Mais de meio milhão de contas VKontakte foram sequestradas em uma campanha de malware originada na Google Chrome Web Store.
A campanha foi detectada por pesquisadores da Koi Security e incluiu cinco extensões anunciadas como melhorias na plataforma.
No geral, os complementos foram instalados mais de 500 mil vezes e pelo menos um foi removido da Chrome Web Store após ser visualizado. Koi disse que todos eles eram mantidos por um único agente de ameaça com o nome GitHub “2vk”.
O que é isso para o invasor?
VKontakte é basicamente o “Facebook russo”. É uma rede social muito semelhante ao Facebook e possui cerca de 650 milhões de usuários.
Ao pesquisar o código de publicidade do Yandex, os pesquisadores encontraram cinco extensões que aparentemente podem mudar o tema da plataforma social e melhorar a experiência do usuário.
No entanto, em segundo plano, o malware inscreveu automaticamente os usuários nos grupos VK do invasor (agora com 1,4 milhão de membros), redefine as configurações da conta para substituir as preferências do usuário a cada 30 dias, manipula tokens CSRF para contornar as proteções de segurança do VK, rastreia o status da doação para bloquear recursos e monetizar as vítimas e mantém código de injeção persistente.
Ter 1,4 milhão de pessoas na mesma equipe e ter acesso aos cookies CSRF e informações de pagamento traz muitas vantagens. Para começar, aumentam a legitimidade percebida dos complementos e podem veicular mais anúncios e malware. Uma das extensões foi inserir scripts de publicidade do Yandex em todas as páginas abertas pelo usuário, trazendo ganho financeiro direto aos invasores.
Além disso, ao manipular cookies CSRF (Cross-Site Request Forgery), o hacker pode agir como vítima, sem a necessidade de senha. Eles podem enviar mensagens para você, acessar seus dados privados ou até mesmo alterar seu endereço de e-mail de recuperação.

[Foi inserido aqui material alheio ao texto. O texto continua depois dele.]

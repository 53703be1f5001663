// Copyright (c) 2024-2025 DeepGraph Inc.
// SPDX-License-Identifier: Apache-2.0
//
//! Interfaces of the components the catalog talks to but does not own

use super::entities::{QueryLanguage, Table};
use super::error::CatalogResult;
use std::fmt::Debug;
use std::sync::Arc;

/// Root of a reconstructed query plan, opaque to the catalog
pub trait PlanNode: Debug + Send + Sync {
    /// Short human-readable description
    fn describe(&self) -> String;
}

/// Registry of deployed storage adapters
pub trait AdapterRegistry {
    /// Whether data on the adapter survives a restart
    fn is_persistent(&self, adapter_id: u64) -> bool;

    /// Ask the adapter to (re-)create the physical table for `table`
    fn create_physical_table(&self, adapter_id: u64, table: &Table) -> CatalogResult<()>;
}

/// Query processor used to rebuild view plans from their stored text
pub trait QueryProcessor {
    fn translate(
        &self,
        query: &str,
        language: QueryLanguage,
        view: &Table,
    ) -> CatalogResult<Arc<dyn PlanNode>>;
}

Por fim, o malware inclui um sistema de “recurso premium” para rastrear “doações”. Os complementos são gratuitos, mas vêm com uma versão “pro” paga. Assim, as vítimas perdem as informações do cartão de crédito e permanecem em risco.
A campanha provavelmente começou em meados de 2025 e dura até hoje. Destina-se principalmente a utilizadores que falam russo, embora as vítimas tenham sido detectadas na Europa de Leste, na Ásia Central e noutros locais.